Show every line in the records below that contains the word "rendered".
============
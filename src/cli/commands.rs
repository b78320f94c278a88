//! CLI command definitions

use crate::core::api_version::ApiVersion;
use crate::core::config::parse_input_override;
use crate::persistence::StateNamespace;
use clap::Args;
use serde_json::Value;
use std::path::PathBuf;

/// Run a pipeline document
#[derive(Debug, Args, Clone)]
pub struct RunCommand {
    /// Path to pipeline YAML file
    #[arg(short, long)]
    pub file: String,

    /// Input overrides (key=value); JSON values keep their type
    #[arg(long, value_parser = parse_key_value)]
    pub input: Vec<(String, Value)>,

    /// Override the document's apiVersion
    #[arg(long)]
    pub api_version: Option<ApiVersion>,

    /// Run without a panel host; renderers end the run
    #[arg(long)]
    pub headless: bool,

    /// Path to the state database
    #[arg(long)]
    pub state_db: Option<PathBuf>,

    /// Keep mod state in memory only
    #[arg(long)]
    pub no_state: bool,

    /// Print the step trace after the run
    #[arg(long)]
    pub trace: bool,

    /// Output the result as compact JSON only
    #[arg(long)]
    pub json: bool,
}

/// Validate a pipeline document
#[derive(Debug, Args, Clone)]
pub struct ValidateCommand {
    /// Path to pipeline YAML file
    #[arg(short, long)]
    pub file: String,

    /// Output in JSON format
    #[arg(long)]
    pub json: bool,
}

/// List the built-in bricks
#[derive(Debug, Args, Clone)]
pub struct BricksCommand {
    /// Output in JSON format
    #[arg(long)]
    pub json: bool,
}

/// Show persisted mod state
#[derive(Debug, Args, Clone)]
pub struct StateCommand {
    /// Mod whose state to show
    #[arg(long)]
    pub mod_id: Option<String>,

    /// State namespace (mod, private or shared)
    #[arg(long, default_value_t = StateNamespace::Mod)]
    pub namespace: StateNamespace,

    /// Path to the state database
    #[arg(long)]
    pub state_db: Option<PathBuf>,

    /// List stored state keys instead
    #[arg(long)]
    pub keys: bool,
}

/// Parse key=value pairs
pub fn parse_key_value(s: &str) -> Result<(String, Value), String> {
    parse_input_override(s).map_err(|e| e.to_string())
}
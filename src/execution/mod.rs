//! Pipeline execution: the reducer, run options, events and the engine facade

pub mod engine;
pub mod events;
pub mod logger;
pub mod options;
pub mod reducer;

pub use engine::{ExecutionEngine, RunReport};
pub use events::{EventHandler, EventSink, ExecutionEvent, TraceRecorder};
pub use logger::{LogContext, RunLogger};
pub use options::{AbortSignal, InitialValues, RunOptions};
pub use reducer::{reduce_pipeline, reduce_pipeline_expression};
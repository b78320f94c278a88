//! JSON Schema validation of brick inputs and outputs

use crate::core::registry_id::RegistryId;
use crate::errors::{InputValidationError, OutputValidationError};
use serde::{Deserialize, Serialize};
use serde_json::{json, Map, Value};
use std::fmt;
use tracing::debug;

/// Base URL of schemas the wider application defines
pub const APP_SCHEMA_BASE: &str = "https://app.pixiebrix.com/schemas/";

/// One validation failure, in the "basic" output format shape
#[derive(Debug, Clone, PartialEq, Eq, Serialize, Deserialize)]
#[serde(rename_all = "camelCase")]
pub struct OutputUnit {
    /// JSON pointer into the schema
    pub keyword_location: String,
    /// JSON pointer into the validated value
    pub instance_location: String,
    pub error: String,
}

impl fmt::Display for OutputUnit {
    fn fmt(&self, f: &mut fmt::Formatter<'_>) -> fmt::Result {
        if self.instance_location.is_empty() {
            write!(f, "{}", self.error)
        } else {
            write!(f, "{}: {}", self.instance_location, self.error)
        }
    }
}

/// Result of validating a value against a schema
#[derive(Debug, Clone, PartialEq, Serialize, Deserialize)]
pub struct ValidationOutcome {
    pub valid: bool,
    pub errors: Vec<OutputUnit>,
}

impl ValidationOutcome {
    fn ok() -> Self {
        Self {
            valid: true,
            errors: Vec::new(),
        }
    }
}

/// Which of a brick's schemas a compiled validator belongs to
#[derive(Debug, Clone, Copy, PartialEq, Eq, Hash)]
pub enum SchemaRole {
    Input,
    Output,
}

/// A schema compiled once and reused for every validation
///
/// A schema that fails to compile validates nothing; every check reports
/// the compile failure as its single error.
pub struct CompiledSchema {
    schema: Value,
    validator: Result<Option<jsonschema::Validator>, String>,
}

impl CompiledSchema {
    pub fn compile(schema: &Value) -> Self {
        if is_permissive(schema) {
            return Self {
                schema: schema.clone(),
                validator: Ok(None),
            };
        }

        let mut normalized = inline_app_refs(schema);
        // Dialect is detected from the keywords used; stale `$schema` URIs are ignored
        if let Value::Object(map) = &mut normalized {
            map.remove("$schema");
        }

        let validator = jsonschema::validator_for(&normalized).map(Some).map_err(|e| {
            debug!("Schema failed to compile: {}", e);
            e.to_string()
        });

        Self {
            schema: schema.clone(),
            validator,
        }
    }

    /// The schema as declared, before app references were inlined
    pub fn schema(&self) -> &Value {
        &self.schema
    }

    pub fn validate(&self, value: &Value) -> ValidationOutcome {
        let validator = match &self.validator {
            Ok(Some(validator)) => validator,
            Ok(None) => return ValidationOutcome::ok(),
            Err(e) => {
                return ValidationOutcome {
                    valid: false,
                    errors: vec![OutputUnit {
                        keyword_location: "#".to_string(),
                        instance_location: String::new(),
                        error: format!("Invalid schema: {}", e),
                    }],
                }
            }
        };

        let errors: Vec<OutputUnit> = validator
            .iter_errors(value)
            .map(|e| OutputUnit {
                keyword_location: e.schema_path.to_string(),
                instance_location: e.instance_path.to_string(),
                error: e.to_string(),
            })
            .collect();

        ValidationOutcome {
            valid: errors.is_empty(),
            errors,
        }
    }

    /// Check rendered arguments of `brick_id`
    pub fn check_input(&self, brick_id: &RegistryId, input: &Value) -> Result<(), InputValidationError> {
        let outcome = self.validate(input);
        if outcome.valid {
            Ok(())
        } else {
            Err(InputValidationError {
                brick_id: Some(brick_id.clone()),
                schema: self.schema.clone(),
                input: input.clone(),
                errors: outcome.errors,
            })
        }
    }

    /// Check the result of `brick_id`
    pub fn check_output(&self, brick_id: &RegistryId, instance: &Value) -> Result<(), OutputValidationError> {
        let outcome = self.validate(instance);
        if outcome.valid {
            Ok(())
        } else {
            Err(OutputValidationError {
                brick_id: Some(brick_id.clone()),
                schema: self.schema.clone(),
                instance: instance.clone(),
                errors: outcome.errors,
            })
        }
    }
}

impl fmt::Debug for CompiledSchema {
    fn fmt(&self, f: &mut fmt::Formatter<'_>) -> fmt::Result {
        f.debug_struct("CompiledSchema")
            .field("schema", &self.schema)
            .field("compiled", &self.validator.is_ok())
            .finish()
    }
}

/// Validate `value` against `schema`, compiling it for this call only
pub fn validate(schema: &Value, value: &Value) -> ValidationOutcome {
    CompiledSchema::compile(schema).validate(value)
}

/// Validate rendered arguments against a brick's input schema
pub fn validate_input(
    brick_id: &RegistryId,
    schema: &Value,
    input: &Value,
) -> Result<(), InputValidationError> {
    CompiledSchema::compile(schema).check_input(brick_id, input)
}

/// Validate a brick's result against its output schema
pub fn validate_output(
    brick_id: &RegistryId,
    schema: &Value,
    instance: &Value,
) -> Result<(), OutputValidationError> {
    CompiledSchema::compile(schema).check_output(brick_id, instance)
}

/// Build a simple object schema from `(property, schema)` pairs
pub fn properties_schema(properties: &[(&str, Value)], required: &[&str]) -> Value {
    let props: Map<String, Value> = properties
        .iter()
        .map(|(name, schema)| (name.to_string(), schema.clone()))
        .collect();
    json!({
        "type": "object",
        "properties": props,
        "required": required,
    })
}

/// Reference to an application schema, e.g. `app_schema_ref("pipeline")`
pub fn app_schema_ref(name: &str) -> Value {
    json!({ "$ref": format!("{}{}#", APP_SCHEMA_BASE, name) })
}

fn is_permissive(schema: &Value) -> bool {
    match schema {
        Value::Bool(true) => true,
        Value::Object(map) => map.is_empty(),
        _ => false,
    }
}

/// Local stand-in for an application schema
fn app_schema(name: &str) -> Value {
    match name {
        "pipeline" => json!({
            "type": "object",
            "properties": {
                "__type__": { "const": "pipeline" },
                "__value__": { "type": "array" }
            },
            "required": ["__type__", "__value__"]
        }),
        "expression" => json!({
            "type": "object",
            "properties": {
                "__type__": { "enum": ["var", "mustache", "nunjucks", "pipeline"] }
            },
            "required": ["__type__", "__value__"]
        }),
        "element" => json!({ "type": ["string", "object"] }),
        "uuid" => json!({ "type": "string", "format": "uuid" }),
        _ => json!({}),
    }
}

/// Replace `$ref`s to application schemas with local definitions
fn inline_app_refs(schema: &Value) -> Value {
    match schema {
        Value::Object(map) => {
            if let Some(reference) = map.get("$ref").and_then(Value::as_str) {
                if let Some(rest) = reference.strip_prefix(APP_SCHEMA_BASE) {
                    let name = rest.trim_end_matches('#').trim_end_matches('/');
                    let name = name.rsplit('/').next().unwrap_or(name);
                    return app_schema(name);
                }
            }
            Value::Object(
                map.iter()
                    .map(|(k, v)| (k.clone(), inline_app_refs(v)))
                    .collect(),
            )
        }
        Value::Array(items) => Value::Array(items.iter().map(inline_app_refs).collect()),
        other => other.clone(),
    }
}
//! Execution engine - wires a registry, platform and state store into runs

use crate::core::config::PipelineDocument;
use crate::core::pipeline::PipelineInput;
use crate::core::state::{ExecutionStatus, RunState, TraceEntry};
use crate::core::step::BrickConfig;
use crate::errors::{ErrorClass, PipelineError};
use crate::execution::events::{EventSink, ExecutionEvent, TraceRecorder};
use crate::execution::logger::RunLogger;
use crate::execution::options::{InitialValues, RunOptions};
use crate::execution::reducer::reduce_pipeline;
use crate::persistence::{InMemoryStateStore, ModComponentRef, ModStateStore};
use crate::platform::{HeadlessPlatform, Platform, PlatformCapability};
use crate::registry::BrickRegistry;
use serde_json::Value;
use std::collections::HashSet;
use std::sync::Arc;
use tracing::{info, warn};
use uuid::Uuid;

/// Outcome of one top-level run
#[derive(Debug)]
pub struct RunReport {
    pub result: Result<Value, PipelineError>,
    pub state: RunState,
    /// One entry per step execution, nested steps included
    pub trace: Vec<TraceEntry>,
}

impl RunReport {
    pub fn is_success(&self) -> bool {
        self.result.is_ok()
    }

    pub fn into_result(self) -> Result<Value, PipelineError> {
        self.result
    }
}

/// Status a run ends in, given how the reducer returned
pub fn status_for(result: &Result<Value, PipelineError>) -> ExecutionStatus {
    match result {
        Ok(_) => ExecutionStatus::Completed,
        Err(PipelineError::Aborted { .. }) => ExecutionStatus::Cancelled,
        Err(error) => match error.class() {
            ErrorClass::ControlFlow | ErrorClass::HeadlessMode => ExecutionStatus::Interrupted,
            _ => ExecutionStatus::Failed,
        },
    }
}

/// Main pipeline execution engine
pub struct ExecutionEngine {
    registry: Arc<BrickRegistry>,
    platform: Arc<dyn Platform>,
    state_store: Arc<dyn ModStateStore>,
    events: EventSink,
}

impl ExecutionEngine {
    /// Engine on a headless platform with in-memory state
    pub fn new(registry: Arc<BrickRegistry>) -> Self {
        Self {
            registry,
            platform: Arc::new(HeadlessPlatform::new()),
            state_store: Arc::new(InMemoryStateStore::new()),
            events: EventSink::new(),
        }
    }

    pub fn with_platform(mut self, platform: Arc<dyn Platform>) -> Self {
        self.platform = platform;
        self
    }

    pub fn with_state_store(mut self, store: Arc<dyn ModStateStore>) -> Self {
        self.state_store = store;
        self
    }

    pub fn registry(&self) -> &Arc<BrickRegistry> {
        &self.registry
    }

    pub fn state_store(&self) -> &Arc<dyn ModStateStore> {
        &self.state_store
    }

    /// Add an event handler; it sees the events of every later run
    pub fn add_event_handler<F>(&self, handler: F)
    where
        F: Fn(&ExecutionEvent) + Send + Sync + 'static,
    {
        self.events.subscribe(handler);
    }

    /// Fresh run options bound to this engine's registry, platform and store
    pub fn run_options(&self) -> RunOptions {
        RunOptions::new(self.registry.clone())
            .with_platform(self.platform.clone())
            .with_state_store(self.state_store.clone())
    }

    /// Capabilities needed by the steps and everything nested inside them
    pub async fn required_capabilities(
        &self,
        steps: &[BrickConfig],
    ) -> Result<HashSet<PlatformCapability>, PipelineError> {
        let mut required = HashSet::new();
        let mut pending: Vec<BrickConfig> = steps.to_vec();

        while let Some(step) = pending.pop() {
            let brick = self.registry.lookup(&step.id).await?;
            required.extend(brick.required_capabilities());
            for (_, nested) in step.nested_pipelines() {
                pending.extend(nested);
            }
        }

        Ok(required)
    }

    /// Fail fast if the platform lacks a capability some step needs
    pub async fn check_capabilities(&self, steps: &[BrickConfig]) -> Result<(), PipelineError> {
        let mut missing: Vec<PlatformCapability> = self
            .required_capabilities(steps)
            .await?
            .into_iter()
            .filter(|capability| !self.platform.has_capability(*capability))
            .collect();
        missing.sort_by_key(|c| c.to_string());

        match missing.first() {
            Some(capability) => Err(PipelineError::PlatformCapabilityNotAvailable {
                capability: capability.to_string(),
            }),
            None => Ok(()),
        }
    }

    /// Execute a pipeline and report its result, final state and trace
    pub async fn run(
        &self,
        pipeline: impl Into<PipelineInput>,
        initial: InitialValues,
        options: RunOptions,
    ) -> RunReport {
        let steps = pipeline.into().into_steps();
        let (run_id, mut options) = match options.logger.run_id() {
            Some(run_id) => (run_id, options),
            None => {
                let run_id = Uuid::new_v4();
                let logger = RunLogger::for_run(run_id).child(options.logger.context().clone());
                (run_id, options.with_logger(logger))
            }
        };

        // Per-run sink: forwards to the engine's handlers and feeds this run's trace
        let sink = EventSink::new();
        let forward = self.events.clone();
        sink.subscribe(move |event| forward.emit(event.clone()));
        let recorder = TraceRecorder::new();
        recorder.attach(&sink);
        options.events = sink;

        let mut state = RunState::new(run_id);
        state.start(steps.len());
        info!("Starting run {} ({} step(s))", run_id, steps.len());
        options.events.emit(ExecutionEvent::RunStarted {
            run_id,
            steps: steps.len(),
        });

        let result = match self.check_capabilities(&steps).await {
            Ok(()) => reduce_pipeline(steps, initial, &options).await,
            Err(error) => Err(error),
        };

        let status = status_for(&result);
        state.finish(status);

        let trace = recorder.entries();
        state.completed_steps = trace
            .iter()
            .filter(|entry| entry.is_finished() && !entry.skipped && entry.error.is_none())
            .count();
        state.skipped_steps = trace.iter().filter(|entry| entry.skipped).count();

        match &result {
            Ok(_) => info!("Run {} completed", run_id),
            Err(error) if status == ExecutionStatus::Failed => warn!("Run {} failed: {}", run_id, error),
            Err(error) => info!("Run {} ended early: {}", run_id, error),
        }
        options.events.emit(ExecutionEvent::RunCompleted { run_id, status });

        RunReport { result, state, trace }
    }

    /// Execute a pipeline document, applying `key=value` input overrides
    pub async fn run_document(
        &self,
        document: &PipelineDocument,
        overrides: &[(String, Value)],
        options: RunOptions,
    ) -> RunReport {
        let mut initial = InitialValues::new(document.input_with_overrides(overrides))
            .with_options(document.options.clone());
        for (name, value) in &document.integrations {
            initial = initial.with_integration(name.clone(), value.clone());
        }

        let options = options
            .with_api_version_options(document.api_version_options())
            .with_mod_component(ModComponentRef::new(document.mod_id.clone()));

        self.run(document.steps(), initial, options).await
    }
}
============
> [WRITTEN REPLY]
    /// Check rendered arguments of `brick_id`
/// Validate rendered arguments against a brick's input schema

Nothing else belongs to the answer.